The complexity of the IR process makes it difficult to measure the contribution of the interaction between user and system to IR performance. In fact, IR research has traditionally been carried out under rigorously controlled conditions, requiring a static (and usually small) database of documents with previously identified subsets of documents relevant to a series of established queries. Such a laboratory environment (which is easily duplicated by the research community) allows researchers to focus on those aspects of system design which do not involve user interaction, such as those relating to the means by which documents are represented or indexed, and the means by which a query is matched against the database and subsequently reformulated to retrieve relevant items. The performance measures traditionally used, recall and precision, are based on predetermined relevance judgments, usually involving subject experts dealing with artificially-generated queries.

There has been little or no place for users in these laboratory experiments. Paradoxically, the degree of control exerted on experimental conditions in these experiments, which contributed to the rigour of their experimental design, also led to criticism of the reliability with which the results reflected those to be found under operational conditions. This concern was one factor leading to the TREC (Text REtrieval Conference) series of experiments. The innovations introduced in TREC experiments have included the use of significantly larger databases, full-text documents, pooled relevance judgments made on the fly, and the creation of an international environment for large-scale testing which facilitates the exchange of programs, techniques and results.

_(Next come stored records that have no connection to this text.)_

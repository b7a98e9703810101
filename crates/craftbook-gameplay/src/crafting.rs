//! Crafting system: recipes and the recipe book.

use std::collections::hash_map::Entry;
use std::collections::HashMap;
use std::fmt;
use thiserror::Error;
use tracing::{debug, info, warn};

use crate::bundle::ItemBundle;
use crate::error::ErrorKind;
use crate::inventory::{Inventory, InventoryError, InventoryResult};

/// Crafting error types.
#[derive(Debug, Clone, PartialEq, Eq, Error)]
pub enum CraftingError {
    /// Recipe not found
    #[error("Recipe not found: {0}")]
    RecipeNotFound(String),
    /// Recipe name already registered
    #[error("Duplicate recipe: {0}")]
    DuplicateRecipe(String),
    /// Inventory error
    #[error("Inventory error: {0}")]
    Inventory(#[from] InventoryError),
}

impl CraftingError {
    /// Returns the error category.
    #[must_use]
    pub const fn kind(&self) -> ErrorKind {
        match self {
            Self::RecipeNotFound(_) => ErrorKind::NotFound,
            Self::DuplicateRecipe(_) => ErrorKind::DuplicateKey,
            Self::Inventory(e) => e.kind(),
        }
    }
}

/// Result type for crafting operations.
pub type CraftingResult<T> = Result<T, CraftingError>;

/// A crafting recipe: the ingredients consumed and the bundle produced.
#[derive(Debug, Clone, PartialEq, Eq)]
pub struct Recipe {
    /// Output item and quantity
    output: ItemBundle,
    /// Required ingredients (consumed)
    ingredients: Inventory,
}

impl Recipe {
    /// Creates a recipe producing `amount` of `item` with no ingredients yet.
    pub fn new(item: impl Into<String>, amount: i64) -> InventoryResult<Self> {
        Ok(Self {
            output: ItemBundle::new(item, amount)?,
            ingredients: Inventory::new(),
        })
    }

    /// Creates a recipe producing a single `item`.
    #[must_use]
    pub fn single(item: impl Into<String>) -> Self {
        Self {
            output: ItemBundle::with_count(item, 1),
            ingredients: Inventory::new(),
        }
    }

    /// Creates a recipe from an ordered list of `(ingredient, quantity)`
    /// requirements.
    pub fn with_ingredients<I, S>(
        item: impl Into<String>,
        amount: i64,
        ingredients: I,
    ) -> InventoryResult<Self>
    where
        I: IntoIterator<Item = (S, i64)>,
        S: AsRef<str>,
    {
        let mut recipe = Self::new(item, amount)?;
        for (ingredient, quantity) in ingredients {
            recipe.require(ingredient.as_ref(), quantity)?;
        }
        Ok(recipe)
    }

    /// Adds an ingredient requirement, or raises an existing one.
    pub fn require(&mut self, item: &str, amount: i64) -> InventoryResult<&mut Self> {
        self.ingredients.change_amount(item, amount)?;
        Ok(self)
    }

    /// Returns the output item name, which is also the recipe name.
    #[must_use]
    pub fn name(&self) -> &str {
        self.output.name()
    }

    /// Returns the output quantity.
    #[must_use]
    pub const fn amount(&self) -> u32 {
        self.output.amount()
    }

    /// Returns the output bundle.
    #[must_use]
    pub const fn output(&self) -> &ItemBundle {
        &self.output
    }

    /// Returns the required ingredients.
    #[must_use]
    pub const fn ingredients(&self) -> &Inventory {
        &self.ingredients
    }

    /// Checks if `available` holds every ingredient.
    #[must_use]
    pub fn can_craft(&self, available: &Inventory) -> bool {
        available.contains(&self.ingredients)
    }

    /// Consumes the ingredients from `available` and returns the output.
    ///
    /// The output is not added anywhere; the caller decides where it goes.
    pub fn craft(&self, available: &mut Inventory) -> InventoryResult<ItemBundle> {
        available.remove_all(&self.ingredients)?;
        Ok(self.output.clone())
    }
}

impl fmt::Display for Recipe {
    fn fmt(&self, f: &mut fmt::Formatter<'_>) -> fmt::Result {
        write!(f, "{} = {}", self.output, self.ingredients)
    }
}

/// Registry of all known recipes, keyed by output name.
#[derive(Debug, Clone, Default)]
pub struct RecipeBook {
    /// Recipes by name
    recipes: HashMap<String, Recipe>,
    /// Recipe names in registration order
    order: Vec<String>,
}

impl RecipeBook {
    /// Creates an empty recipe book.
    #[must_use]
    pub fn new() -> Self {
        Self::default()
    }

    /// Returns the number of registered recipes.
    #[must_use]
    pub fn len(&self) -> usize {
        self.order.len()
    }

    /// Returns true if no recipes are registered.
    #[must_use]
    pub fn is_empty(&self) -> bool {
        self.order.is_empty()
    }

    /// Checks if a recipe name is registered.
    #[must_use]
    pub fn contains(&self, name: &str) -> bool {
        self.recipes.contains_key(name)
    }

    /// Registers a recipe and returns it for further `require` calls.
    pub fn add(&mut self, recipe: Recipe) -> CraftingResult<&mut Recipe> {
        match self.recipes.entry(recipe.name().to_string()) {
            Entry::Occupied(entry) => Err(CraftingError::DuplicateRecipe(entry.key().clone())),
            Entry::Vacant(entry) => {
                debug!("Registered recipe: {}", entry.key());
                self.order.push(entry.key().clone());
                Ok(entry.insert(recipe))
            },
        }
    }

    /// Creates and registers an empty recipe producing `amount` of `item`.
    pub fn create(&mut self, item: &str, amount: i64) -> CraftingResult<&mut Recipe> {
        if self.contains(item) {
            return Err(CraftingError::DuplicateRecipe(item.to_string()));
        }
        self.add(Recipe::new(item, amount)?)
    }

    /// Gets a recipe by name.
    pub fn get(&self, name: &str) -> CraftingResult<&Recipe> {
        self.recipes
            .get(name)
            .ok_or_else(|| CraftingError::RecipeNotFound(name.to_string()))
    }

    /// Returns all registered recipes in registration order.
    pub fn recipes(&self) -> impl Iterator<Item = &Recipe> + '_ {
        self.order.iter().filter_map(|name| self.recipes.get(name))
    }

    /// Finds recipes that can be crafted with the given inventory.
    ///
    /// Each call performs a fresh scan.
    pub fn craftable_recipes<'a>(
        &'a self,
        available: &'a Inventory,
    ) -> impl Iterator<Item = &'a Recipe> + 'a {
        self.recipes()
            .filter(move |recipe| recipe.can_craft(available))
    }

    /// Checks if the named recipe can be crafted with the given inventory.
    pub fn can_craft(&self, name: &str, inventory: &Inventory) -> CraftingResult<bool> {
        Ok(self.get(name)?.can_craft(inventory))
    }

    /// Crafts the named recipe: consumes its ingredients from `inventory`
    /// and adds the output back to the same inventory.
    ///
    /// Returns the bundle that was produced. On failure the inventory is not
    /// touched, neither its amounts nor its order.
    pub fn craft(&self, name: &str, inventory: &mut Inventory) -> CraftingResult<ItemBundle> {
        let recipe = self.get(name)?;

        if recipe.can_craft(inventory) && !Self::has_room_for_output(recipe, inventory) {
            warn!("No room for {} in inventory", recipe.output());
            return Err(InventoryError::Overflow {
                item: recipe.name().to_string(),
            }
            .into());
        }

        let output = recipe.craft(inventory)?;
        inventory.add_item(&output)?;

        info!("Crafted {}", output);
        Ok(output)
    }

    /// Checks the output still fits once the ingredients are consumed.
    /// The output may be one of its own ingredients.
    fn has_room_for_output(recipe: &Recipe, inventory: &Inventory) -> bool {
        let held = inventory
            .amount(recipe.name())
            .saturating_sub(recipe.ingredients().amount(recipe.name()));
        held.checked_add(recipe.amount()).is_some()
    }
}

As the TREC experiments have progressed through four annual cycles, there has been an increasing interest in making them more representative of the entire information retrieval process. Although the initial TREC methodology permitted manual or automatic query generation, the experimental design did not really allow for significant human-computer interaction within the search process. Recently, however, there has been interest in introducing an "interactive track" into the TREC experiments in order to design experimental protocols which will allow interaction to be evaluated, although the aim is still to provide laboratory conditions for testing, i.e. although the user is real, the "information need" is artificial (Beaulieu et al, 1996).

The research model that ignores the contribution of user interaction to a successful IR process also ignores the role of the interface. In IR the interface is not simply a device for making the system more user-friendly, more efficient and less error-prone, but it can also contribute significantly to the retrieval process by facilitating query construction, incorporating feedback, modifying the query, and adapting the outcome to the user's needs. The challenge is to find a means by which the contribution of the interface to IR performance can be measured. Most IR research which examines user-system interaction has focussed on behavioural aspects using a case study approach, or been limited to an analysis of the interface. An approach to interface evaluation which isolates the interface from the system, while useful in measuring aspects of usability, does not measure the contribution of the interface in facilitating user-system interaction in terms of retrieval performance. In contrast, the laboratory environment does not do a good job of replicating the impact of a real information need on the process. Moreover, the laboratory environment does not necessarily measure performance in terms which reflect the user's preferences (Su, 1992). Opting for operational tests makes a study more realistic but makes it difficult to relate results to specific causes. The relative merits of using a laboratory experiment or an operational environment are discussed by Tague-Sutcliffe (1992).

Tague-Sutcliffe has pointed out that "[t]he user interface must be evaluated on the basis of how well it meets the user's needs along several dimensions, including informativeness, user friendliness, and response time" (Tague and Schultz, 1989, p. 388). It seems that comprehensive testing of interface design for information retrieval requires several components: usability testing of the interface in isolation; laboratory testing of the potential of the interface to improve performance; and operational testing to examine the pattern of user-system interaction. The development of an integrated approach to the evaluation of interfaces for information retrieval would be a valuable contribution to the field.


  1. M. Beaulieu, S. Robertson, and E. Rasmussen (1996). Evaluating interactive systems in TREC. Journal of the American Society for Information Science 47(1): 85-94.
  2. L. Su (1992). Evaluation measures for interactive information retrieval. Information Processing & Management 28(4): 403- 516.
  3. J. Tague and R. Schultz (1989). Evaluation of the user interface in an information retrieval system: a model. Information Processing & Management 25(4): 377-389.
  4. J. Tague-Sutcliffe (1992). The pragmatics of information retrieval experimentation, revisited. Information Processing & Management 28(4): 467-490.